Could you show each line of the records that contains the word "else"?

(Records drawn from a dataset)
↓

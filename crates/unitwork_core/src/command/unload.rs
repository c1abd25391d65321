//! Unloading entities from a transaction.
//!
//! Unloading evicts an entity's data from one transaction's cache without
//! touching the store. A later access loads it again from the parent
//! transaction or the persistence provider.

use crate::command::{
    Command, CommandContext, CompositeCommand, ExecutionBlocker, ExpansionContext,
    MarkVirtualEndPointsIncompleteCommand, UnregisterEndPointsCommand,
};
use crate::endpoint::{RelationEndPoint, RelationEndPointId};
use crate::entity::{EntityId, EntityState};
use crate::error::{CoreError, CoreResult};
use std::collections::BTreeSet;
use std::fmt;

/// Unloads entities, with hooks and events around the data eviction.
///
/// Before every phase the command re-checks its data command's blockers, so
/// a blocked unload fails as a whole and never runs partially.
#[derive(Debug)]
pub struct UnloadCommand {
    entities: Vec<EntityId>,
    unload_data: Box<Command>,
}

impl UnloadCommand {
    /// Wraps a data eviction command for `entities`.
    ///
    /// # Errors
    ///
    /// Returns [`CoreError::InvalidArgument`] if `entities` is empty.
    pub fn new(entities: Vec<EntityId>, unload_data: impl Into<Command>) -> CoreResult<Self> {
        if entities.is_empty() {
            return Err(CoreError::invalid_argument(
                "unload requires at least one entity",
            ));
        }
        Ok(Self {
            entities,
            unload_data: Box::new(unload_data.into()),
        })
    }

    /// Returns the unloaded entities.
    #[must_use]
    pub fn entities(&self) -> &[EntityId] {
        &self.entities
    }

    fn ensure_can_execute(&self) -> CoreResult<()> {
        self.unload_data.ensure_can_execute()
    }

    pub(crate) fn notify_begin(&mut self, cx: &mut CommandContext<'_>) -> CoreResult<()> {
        self.ensure_can_execute()?;
        cx.events().entities_unloading(cx.transaction(), &self.entities)?;
        self.unload_data.notify_begin(cx)
    }

    pub(crate) fn begin(&mut self, cx: &mut CommandContext<'_>) -> CoreResult<()> {
        self.ensure_can_execute()?;
        let tx = cx.transaction();
        for entity in &self.entities {
            cx.hooks().each(entity, |hooks| hooks.on_unloading(tx, entity))?;
        }
        self.unload_data.begin(cx)
    }

    pub(crate) fn perform(&mut self, cx: &mut CommandContext<'_>) -> CoreResult<()> {
        self.ensure_can_execute()?;
        self.unload_data.perform(cx)
    }

    pub(crate) fn end(&mut self, cx: &mut CommandContext<'_>) -> CoreResult<()> {
        self.ensure_can_execute()?;
        self.unload_data.end(cx)?;
        let tx = cx.transaction();
        for entity in self.entities.iter().rev() {
            cx.hooks().each(entity, |hooks| hooks.on_unloaded(tx, entity))?;
        }
        Ok(())
    }

    pub(crate) fn notify_end(&mut self, cx: &mut CommandContext<'_>) -> CoreResult<()> {
        self.ensure_can_execute()?;
        self.unload_data.notify_end(cx)?;
        cx.events().entities_unloaded(cx.transaction(), &self.entities)
    }

    pub(crate) fn exceptions(&self) -> Vec<ExecutionBlocker> {
        self.unload_data.exceptions()
    }
}

impl fmt::Display for UnloadCommand {
    fn fmt(&self, f: &mut fmt::Formatter<'_>) -> fmt::Result {
        write!(f, "unload {} entities", self.entities.len())
    }
}

/// Evicts entity data from one registry.
///
/// Entities not loaded in the registry are ignored. The eviction is a
/// composite of an [`UnregisterEndPointsCommand`] for the entities' own
/// end-points and a [`MarkVirtualEndPointsIncompleteCommand`] for complete
/// virtual end-points of other entities that contain them; after both have
/// run the property containers are removed.
#[derive(Debug)]
pub struct UnloadDataCommand {
    entities: Vec<EntityId>,
    parts: CompositeCommand,
    blockers: Vec<ExecutionBlocker>,
}

impl UnloadDataCommand {
    /// Builds the eviction for the loaded subset of `entities`.
    ///
    /// # Errors
    ///
    /// Fails if an end-point of the registry cannot be resolved.
    pub fn new(cx: &ExpansionContext<'_>, entities: &[EntityId]) -> CoreResult<Self> {
        let registry = cx.registry();
        let mut loaded: Vec<EntityId> = Vec::new();
        let mut blockers = Vec::new();
        for entity in entities {
            if !registry.contains_entity(entity) || loaded.contains(entity) {
                continue;
            }
            match registry.state(entity) {
                Some(EntityState::Existing) | None => {}
                Some(state) => blockers.push(ExecutionBlocker::for_entity(
                    entity,
                    format!("has pending changes (state {state})"),
                )),
            }
            loaded.push(entity.clone());
        }

        let owned: Vec<RelationEndPointId> = loaded
            .iter()
            .flat_map(|entity| registry.owned_end_point_ids(entity))
            .collect();
        let mut opposite: Vec<RelationEndPointId> = Vec::new();
        for entity in &loaded {
            for id in registry.referencing_end_point_ids(entity) {
                let other_virtual = !loaded.contains(id.entity())
                    && registry.end_point(&id).is_some_and(RelationEndPoint::is_virtual);
                if other_virtual && !opposite.contains(&id) {
                    opposite.push(id);
                }
            }
        }

        let mut parts = CompositeCommand::default();
        parts.push(UnregisterEndPointsCommand::new(cx, owned)?);
        parts.push(MarkVirtualEndPointsIncompleteCommand::new(cx, opposite)?);
        Ok(Self {
            entities: loaded,
            parts,
            blockers,
        })
    }

    /// Blocks the eviction of entities that a sub-transaction below this
    /// registry still holds with pending changes.
    ///
    /// Evicting them here would leave the sub-transaction nothing to commit
    /// into.
    #[must_use]
    pub fn with_changes_below(mut self, changed_below: &BTreeSet<EntityId>) -> Self {
        for entity in self.entities.iter().filter(|entity| changed_below.contains(*entity)) {
            self.blockers.push(ExecutionBlocker::for_entity(
                entity,
                "has pending changes in an open sub-transaction",
            ));
        }
        self
    }

    /// Returns the entities that will be evicted.
    #[must_use]
    pub fn entities(&self) -> &[EntityId] {
        &self.entities
    }

    /// Returns true if nothing is loaded.
    #[must_use]
    pub fn is_empty(&self) -> bool {
        self.entities.is_empty()
    }

    /// Returns true if `entity` could be evicted from the registry of `cx`
    /// right now.
    #[must_use]
    pub fn can_unload(cx: &ExpansionContext<'_>, entity: &EntityId) -> bool {
        Self::new(cx, std::slice::from_ref(entity))
            .is_ok_and(|command| command.exceptions().is_empty())
    }

    pub(crate) fn notify_begin(&mut self, cx: &mut CommandContext<'_>) -> CoreResult<()> {
        self.parts.notify_begin(cx)
    }

    pub(crate) fn begin(&mut self, cx: &mut CommandContext<'_>) -> CoreResult<()> {
        self.parts.begin(cx)
    }

    pub(crate) fn perform(&mut self, cx: &mut CommandContext<'_>) -> CoreResult<()> {
        self.parts.perform(cx)?;
        for entity in &self.entities {
            cx.registry_mut().remove_entity(entity);
        }
        Ok(())
    }

    pub(crate) fn end(&mut self, cx: &mut CommandContext<'_>) -> CoreResult<()> {
        self.parts.end(cx)
    }

    pub(crate) fn notify_end(&mut self, cx: &mut CommandContext<'_>) -> CoreResult<()> {
        self.parts.notify_end(cx)
    }

    pub(crate) fn exceptions(&self) -> Vec<ExecutionBlocker> {
        let mut blockers = self.blockers.clone();
        blockers.extend(self.parts.exceptions());
        blockers
    }
}

impl fmt::Display for UnloadDataCommand {
    fn fmt(&self, f: &mut fmt::Formatter<'_>) -> fmt::Result {
        write!(f, "unload data of {} entities", self.entities.len())
    }
}

#[cfg(test)]
mod tests {
    use super::*;
    use crate::config::Config;
    use crate::events::EventSink;
    use crate::hooks::HookRegistry;
    use crate::test_support::OrderGraph;
    use crate::types::TransactionId;

    fn run(graph: &mut OrderGraph, command: impl Into<Command>) -> CoreResult<()> {
        let events = EventSink::new();
        let hooks = HookRegistry::new();
        let mut cx = CommandContext::new(
            TransactionId::new(1),
            &mut graph.registry,
            &events,
            &hooks,
        );
        command.into().notify_and_perform(&mut cx)
    }

    fn unload_data(graph: &OrderGraph, entities: &[EntityId]) -> UnloadDataCommand {
        let config = Config::default();
        let cx = ExpansionContext::new(
            TransactionId::new(1),
            &graph.registry,
            &graph.metadata,
            &config,
        );
        UnloadDataCommand::new(&cx, entities).unwrap()
    }

    #[test]
    fn empty_entity_set_fails_at_construction() {
        assert!(matches!(
            UnloadCommand::new(Vec::new(), Command::Nop),
            Err(CoreError::InvalidArgument { .. })
        ));
    }

    #[test]
    fn unloading_an_order_invalidates_its_customer_collection() {
        let mut graph = OrderGraph::new();
        let order = graph.orders[0].clone();
        let data = unload_data(&graph, std::slice::from_ref(&order));
        assert!(data.exceptions().is_empty());

        run(&mut graph, UnloadCommand::new(vec![order.clone()], data).unwrap()).unwrap();

        assert!(!graph.registry.contains_entity(&order));
        assert!(graph.registry.owned_end_point_ids(&order).is_empty());
        let orders = graph
            .registry
            .end_point(&RelationEndPointId::new(graph.ada.clone(), "orders"))
            .unwrap();
        assert!(!orders.is_complete());
    }

    #[test]
    fn changed_entities_block_the_whole_unload() {
        let mut graph = OrderGraph::new();
        let (changed, clean) = (graph.orders[0].clone(), graph.orders[1].clone());
        graph
            .registry
            .entity_mut(&changed)
            .unwrap()
            .container_mut()
            .set("total", 99_i64);

        let data = unload_data(&graph, &[changed.clone(), clean.clone()]);
        assert_eq!(data.exceptions().len(), 1);

        let result = run(
            &mut graph,
            UnloadCommand::new(vec![changed, clean.clone()], data).unwrap(),
        );
        assert!(matches!(result, Err(CoreError::CommandBlocked { .. })));
        assert!(graph.registry.contains_entity(&clean));
    }

    #[test]
    fn entities_not_loaded_are_ignored() {
        let graph = OrderGraph::new();
        let stranger = EntityId::new(crate::types::ClassId::new("Order"));
        let data = unload_data(&graph, &[stranger, graph.grace.clone()]);
        assert_eq!(data.entities(), std::slice::from_ref(&graph.grace));
    }

    #[test]
    fn can_unload_checks_opposite_collections() {
        let mut graph = OrderGraph::new();
        let (ada, order) = (graph.ada.clone(), graph.orders[0].clone());
        graph
            .registry
            .end_point_mut(&RelationEndPointId::new(ada, "orders"))
            .and_then(RelationEndPoint::as_virtual_mut)
            .unwrap()
            .remove(&graph.orders[1])
            .unwrap();

        let config = Config::default();
        let cx = ExpansionContext::new(
            TransactionId::new(1),
            &graph.registry,
            &graph.metadata,
            &config,
        );
        assert!(!UnloadDataCommand::can_unload(&cx, &order));
        assert!(UnloadDataCommand::can_unload(&cx, &graph.grace));
    }

    #[test]
    fn eviction_runs_through_unregister_and_mark_incomplete() {
        let graph = OrderGraph::new();
        let data = unload_data(&graph, &[graph.orders[0].clone(), graph.ada.clone()]);
        let Command::UnregisterEndPoints(unregister) = data.parts.iter().next().unwrap() else {
            panic!("first part must unregister end-points");
        };
        assert_eq!(unregister.end_points().len(), 3);
        let Command::MarkIncomplete(mark) = data.parts.iter().nth(1).unwrap() else {
            panic!("second part must mark end-points incomplete");
        };
        // ada.orders is unregistered with its owner, not marked incomplete.
        assert!(mark.end_points().is_empty());
    }

    #[test]
    fn entities_changed_in_a_sub_transaction_block_eviction() {
        let mut graph = OrderGraph::new();
        let order = graph.orders[1].clone();
        let changed_below = BTreeSet::from([order.clone()]);
        let data = unload_data(&graph, &[order.clone(), graph.grace.clone()])
            .with_changes_below(&changed_below);
        assert_eq!(data.exceptions().len(), 1);
        assert_eq!(data.exceptions()[0].subject(), order.to_string());

        let result = run(&mut graph, UnloadCommand::new(data.entities().to_vec(), data).unwrap());
        assert!(matches!(result, Err(CoreError::CommandBlocked { .. })));
        assert!(graph.registry.contains_entity(&order));
    }
}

↑

● **TASK ANSWER**
        let Command::UnregisterEndPoints(unregister) = data.parts.iter().next().unwrap() else {
        let Command::MarkIncomplete(mark) = data.parts.iter().nth(1).unwrap() else {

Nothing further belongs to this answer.